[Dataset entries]
Start of Block

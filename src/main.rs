use std::path::PathBuf;
use std::process::ExitCode;

use anyhow::Result;
use clap::Parser;
use log::{error, info};

use sales_report::data::loader;
use sales_report::{output, report, Config};

#[derive(Parser, Debug)]
#[command(name = "sales-report", version, about = "Validate, filter and summarize sales data")]
struct Cli {
    /// Configuration file, created with defaults when absent
    #[arg(short, long, default_value = "config.json")]
    config: PathBuf,

    /// Dataset to read, overriding `input_file`
    #[arg(short, long)]
    input: Option<PathBuf>,

    /// Filtered CSV to write, overriding `output_file`
    #[arg(short, long)]
    output: Option<PathBuf>,

    /// JSON report to write, overriding `stats_file`
    #[arg(long)]
    stats: Option<PathBuf>,

    /// Minimum sale, overriding `filter_threshold`
    #[arg(short, long)]
    threshold: Option<f64>,

    /// Print the summary without writing any file
    #[arg(long)]
    no_export: bool,
}

fn main() -> ExitCode {
    env_logger::Builder::from_env(env_logger::Env::default().default_filter_or("info")).init();

    match run(Cli::parse()) {
        Ok(()) => ExitCode::SUCCESS,
        Err(e) => {
            error!("report generation failed: {e:#}");
            ExitCode::FAILURE
        }
    }
}

fn run(cli: Cli) -> Result<()> {
    let mut config = Config::load_or_create(&cli.config)?;
    if let Some(input) = cli.input {
        config.input_file = input;
    }
    if let Some(output) = cli.output {
        config.output_file = output;
    }
    if let Some(stats) = cli.stats {
        config.stats_file = stats;
    }
    if let Some(threshold) = cli.threshold {
        config.filter_threshold = Some(threshold);
    }

    info!("starting sales report");
    let dataset = loader::load_file(&config.input_file)?;
    let report::ReportRun { summary, filtered } = report::execute(&dataset, &config)?;

    if !cli.no_export {
        output::write_filtered_csv(&filtered, &config.output_file)?;
        output::write_summary_json(&summary, &config.stats_file)?;
    }

    print!("{}", output::render_console(&summary));
    info!("report generated");
    Ok(())
}
use std::cmp::Ordering;
use std::collections::BTreeSet;
use std::fmt;
use std::sync::Arc;

use chrono::NaiveDate;
use serde::{Deserialize, Serialize};

use crate::error::{AnalyticsError, Result};

// ---------------------------------------------------------------------------
// Value – a single cell
// ---------------------------------------------------------------------------

/// A dynamically-typed cell value.
///
/// Serialized untagged, so JSON reads naturally: `1500.0`, `"2024-01-07"`,
/// `"Ana"`, `null`. Variant order matters for deserialization: a string that
/// parses as an ISO date becomes a `Date`.
#[derive(Debug, Clone, Serialize, Deserialize)]
#[serde(untagged)]
pub enum Value {
    Number(f64),
    Date(NaiveDate),
    Text(String),
    Missing,
}

/// The declared type of a schema column.
#[derive(Debug, Clone, Copy, PartialEq, Eq, Hash, Serialize, Deserialize)]
#[serde(rename_all = "lowercase")]
pub enum ValueKind {
    Text,
    Number,
    Date,
}

// -- Manual Eq/Ord/Hash so Value can key BTreeSet and HashMap --

impl PartialEq for Value {
    fn eq(&self, other: &Self) -> bool {
        self.cmp(other) == Ordering::Equal
    }
}

impl Eq for Value {}

impl PartialOrd for Value {
    fn partial_cmp(&self, other: &Self) -> Option<Ordering> {
        Some(self.cmp(other))
    }
}

impl Ord for Value {
    fn cmp(&self, other: &Self) -> Ordering {
        use Value::*;
        fn discriminant(v: &Value) -> u8 {
            match v {
                Missing => 0,
                Number(_) => 1,
                Date(_) => 2,
                Text(_) => 3,
            }
        }
        match (self, other) {
            (Missing, Missing) => Ordering::Equal,
            (Number(a), Number(b)) => a.total_cmp(b),
            (Date(a), Date(b)) => a.cmp(b),
            (Text(a), Text(b)) => a.cmp(b),
            _ => discriminant(self).cmp(&discriminant(other)),
        }
    }
}

impl std::hash::Hash for Value {
    fn hash<H: std::hash::Hasher>(&self, state: &mut H) {
        std::mem::discriminant(self).hash(state);
        match self {
            Value::Number(v) => v.to_bits().hash(state),
            Value::Date(d) => d.hash(state),
            Value::Text(s) => s.hash(state),
            Value::Missing => {}
        }
    }
}

impl fmt::Display for Value {
    fn fmt(&self, f: &mut fmt::Formatter<'_>) -> fmt::Result {
        match self {
            Value::Number(v) => write!(f, "{v}"),
            Value::Date(d) => write!(f, "{}", d.format("%Y-%m-%d")),
            Value::Text(s) => write!(f, "{s}"),
            Value::Missing => Ok(()),
        }
    }
}

impl From<f64> for Value {
    fn from(v: f64) -> Self {
        Value::Number(v)
    }
}

impl From<i64> for Value {
    fn from(v: i64) -> Self {
        Value::Number(v as f64)
    }
}

impl From<&str> for Value {
    fn from(s: &str) -> Self {
        Value::Text(s.to_string())
    }
}

impl From<String> for Value {
    fn from(s: String) -> Self {
        Value::Text(s)
    }
}

impl From<NaiveDate> for Value {
    fn from(d: NaiveDate) -> Self {
        Value::Date(d)
    }
}

impl Value {
    /// The numeric payload, or `None` for text, dates and missing cells.
    /// NaN counts as unusable.
    pub fn as_f64(&self) -> Option<f64> {
        match self {
            Value::Number(v) if !v.is_nan() => Some(*v),
            _ => None,
        }
    }

    pub fn kind(&self) -> Option<ValueKind> {
        match self {
            Value::Number(_) => Some(ValueKind::Number),
            Value::Date(_) => Some(ValueKind::Date),
            Value::Text(_) => Some(ValueKind::Text),
            Value::Missing => None,
        }
    }

    pub fn is_missing(&self) -> bool {
        matches!(self, Value::Missing)
    }

    /// Guess the type of a raw text cell: empty → `Missing`, then number,
    /// then ISO date, falling back to text.
    pub fn parse(raw: &str) -> Value {
        let s = raw.trim();
        if s.is_empty() {
            return Value::Missing;
        }
        // "nan" and "inf" parse as f64 but are names, not amounts.
        match s.parse::<f64>() {
            Ok(v) if v.is_finite() => return Value::Number(v),
            _ => {}
        }
        if let Ok(d) = NaiveDate::parse_from_str(s, "%Y-%m-%d") {
            return Value::Date(d);
        }
        Value::Text(raw.to_string())
    }
}

// ---------------------------------------------------------------------------
// Schema
// ---------------------------------------------------------------------------

#[derive(Debug, Clone, PartialEq, Eq, Serialize)]
pub struct Column {
    pub name: String,
    pub kind: ValueKind,
}

/// Ordered column list shared by every record of a dataset.
#[derive(Debug, Clone, PartialEq, Eq, Serialize)]
pub struct Schema {
    pub columns: Vec<Column>,
}

impl Schema {
    pub fn new(columns: Vec<Column>) -> Self {
        Schema { columns }
    }

    /// Infer column kinds from the cells: a column is `Number` when every
    /// non-missing cell is numeric, `Date` when every one is a date, and
    /// `Text` otherwise (including all-missing columns).
    pub fn infer<S: AsRef<str>>(names: &[S], rows: &[Vec<Value>]) -> Self {
        let columns = names
            .iter()
            .enumerate()
            .map(|(i, name)| {
                let mut kinds: BTreeSet<u8> = BTreeSet::new();
                for row in rows {
                    match row.get(i).and_then(Value::kind) {
                        Some(ValueKind::Number) => kinds.insert(0),
                        Some(ValueKind::Date) => kinds.insert(1),
                        Some(ValueKind::Text) => kinds.insert(2),
                        None => false,
                    };
                }
                let kinds: Vec<u8> = kinds.into_iter().collect();
                let kind = match kinds.as_slice() {
                    [0] => ValueKind::Number,
                    [1] => ValueKind::Date,
                    _ => ValueKind::Text,
                };
                Column {
                    name: name.as_ref().to_string(),
                    kind,
                }
            })
            .collect();
        Schema { columns }
    }

    pub fn index_of(&self, name: &str) -> Option<usize> {
        self.columns.iter().position(|c| c.name == name)
    }

    pub fn contains(&self, name: &str) -> bool {
        self.index_of(name).is_some()
    }

    pub fn names(&self) -> impl Iterator<Item = &str> {
        self.columns.iter().map(|c| c.name.as_str())
    }

    pub fn len(&self) -> usize {
        self.columns.len()
    }

    pub fn is_empty(&self) -> bool {
        self.columns.is_empty()
    }

    /// Resolve every name, reporting all unknown ones at once.
    pub fn require<S: AsRef<str>>(&self, names: &[S]) -> Result<Vec<usize>> {
        let mut indices = Vec::with_capacity(names.len());
        let mut missing = Vec::new();
        for name in names {
            match self.index_of(name.as_ref()) {
                Some(i) => indices.push(i),
                None => missing.push(name.as_ref().to_string()),
            }
        }
        if missing.is_empty() {
            Ok(indices)
        } else {
            Err(AnalyticsError::Schema { missing })
        }
    }
}

// ---------------------------------------------------------------------------
// Record – one row
// ---------------------------------------------------------------------------

/// One row. `row` is the zero-based position in the source and stays fixed
/// through filtering, so it identifies the record across derived views.
#[derive(Debug, Clone, PartialEq, Eq)]
pub struct Record {
    pub row: usize,
    pub values: Vec<Value>,
}

impl Record {
    pub fn get(&self, index: usize) -> &Value {
        self.values.get(index).unwrap_or(&Value::Missing)
    }

    pub fn number(&self, index: usize) -> Option<f64> {
        self.get(index).as_f64()
    }
}

// ---------------------------------------------------------------------------
// Dataset
// ---------------------------------------------------------------------------

/// An ordered, immutable collection of records sharing one schema.
/// Derived views share the schema and copy the surviving records.
#[derive(Debug, Clone, PartialEq)]
pub struct Dataset {
    schema: Arc<Schema>,
    records: Vec<Record>,
}

impl Dataset {
    /// Build a dataset from positional rows. Every row must match the
    /// schema width.
    pub fn new(schema: Schema, rows: Vec<Vec<Value>>) -> Result<Self> {
        let width = schema.len();
        if let Some((i, row)) = rows.iter().enumerate().find(|(_, r)| r.len() != width) {
            return Err(AnalyticsError::SchemaMismatch {
                row: i,
                expected: width,
                got: row.len(),
            });
        }
        let records = rows
            .into_iter()
            .enumerate()
            .map(|(row, values)| Record { row, values })
            .collect();
        Ok(Dataset {
            schema: Arc::new(schema),
            records,
        })
    }

    /// Convenience constructor inferring column kinds from the rows.
    pub fn from_rows<S: AsRef<str>>(names: &[S], rows: Vec<Vec<Value>>) -> Result<Self> {
        let schema = Schema::infer(names, &rows);
        Dataset::new(schema, rows)
    }

    pub fn schema(&self) -> &Schema {
        &self.schema
    }

    pub fn records(&self) -> &[Record] {
        &self.records
    }

    pub fn len(&self) -> usize {
        self.records.len()
    }

    pub fn is_empty(&self) -> bool {
        self.records.is_empty()
    }

    pub fn column_index(&self, name: &str) -> Result<usize> {
        self.schema
            .index_of(name)
            .ok_or_else(|| AnalyticsError::schema([name]))
    }

    /// A new view holding the records accepted by `keep`, in order.
    pub fn select<F>(&self, mut keep: F) -> Dataset
    where
        F: FnMut(&Record) -> bool,
    {
        Dataset {
            schema: Arc::clone(&self.schema),
            records: self.records.iter().filter(|r| keep(r)).cloned().collect(),
        }
    }

    /// Usable numbers of a column, paired with the number of skipped cells.
    pub fn numbers(&self, column: &str) -> Result<(Vec<f64>, usize)> {
        let idx = self.column_index(column)?;
        let mut values = Vec::with_capacity(self.records.len());
        let mut skipped = 0;
        for record in &self.records {
            match record.number(idx) {
                Some(v) => values.push(v),
                None => skipped += 1,
            }
        }
        Ok((values, skipped))
    }

    /// Sorted set of distinct values in a column.
    pub fn unique_values(&self, column: &str) -> Result<BTreeSet<Value>> {
        let idx = self.column_index(column)?;
        Ok(self.records.iter().map(|r| r.get(idx).clone()).collect())
    }
}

End of Block

■ **ABOUT THIS EXERCISE**
Reproduce without change every line of the entries above, from the one containing "pub fn schema(&self)" through the last.

■ **ANSWER BELOW**
    pub fn schema(&self) -> &Schema {
        &self.schema
    }

    pub fn records(&self) -> &[Record] {
        &self.records
    }

    pub fn len(&self) -> usize {
        self.records.len()
    }

    pub fn is_empty(&self) -> bool {
        self.records.is_empty()
    }

    pub fn column_index(&self, name: &str) -> Result<usize> {
        self.schema
            .index_of(name)
            .ok_or_else(|| AnalyticsError::schema([name]))
    }

    /// A new view holding the records accepted by `keep`, in order.
    pub fn select<F>(&self, mut keep: F) -> Dataset
    where
        F: FnMut(&Record) -> bool,
    {
        Dataset {
            schema: Arc::clone(&self.schema),
            records: self.records.iter().filter(|r| keep(r)).cloned().collect(),
        }
    }

    /// Usable numbers of a column, paired with the number of skipped cells.
    pub fn numbers(&self, column: &str) -> Result<(Vec<f64>, usize)> {
        let idx = self.column_index(column)?;
        let mut values = Vec::with_capacity(self.records.len());
        let mut skipped = 0;
        for record in &self.records {
            match record.number(idx) {
                Some(v) => values.push(v),
                None => skipped += 1,
            }
        }
        Ok((values, skipped))
    }

    /// Sorted set of distinct values in a column.
    pub fn unique_values(&self, column: &str) -> Result<BTreeSet<Value>> {
        let idx = self.column_index(column)?;
        Ok(self.records.iter().map(|r| r.get(idx).clone()).collect())
    }
}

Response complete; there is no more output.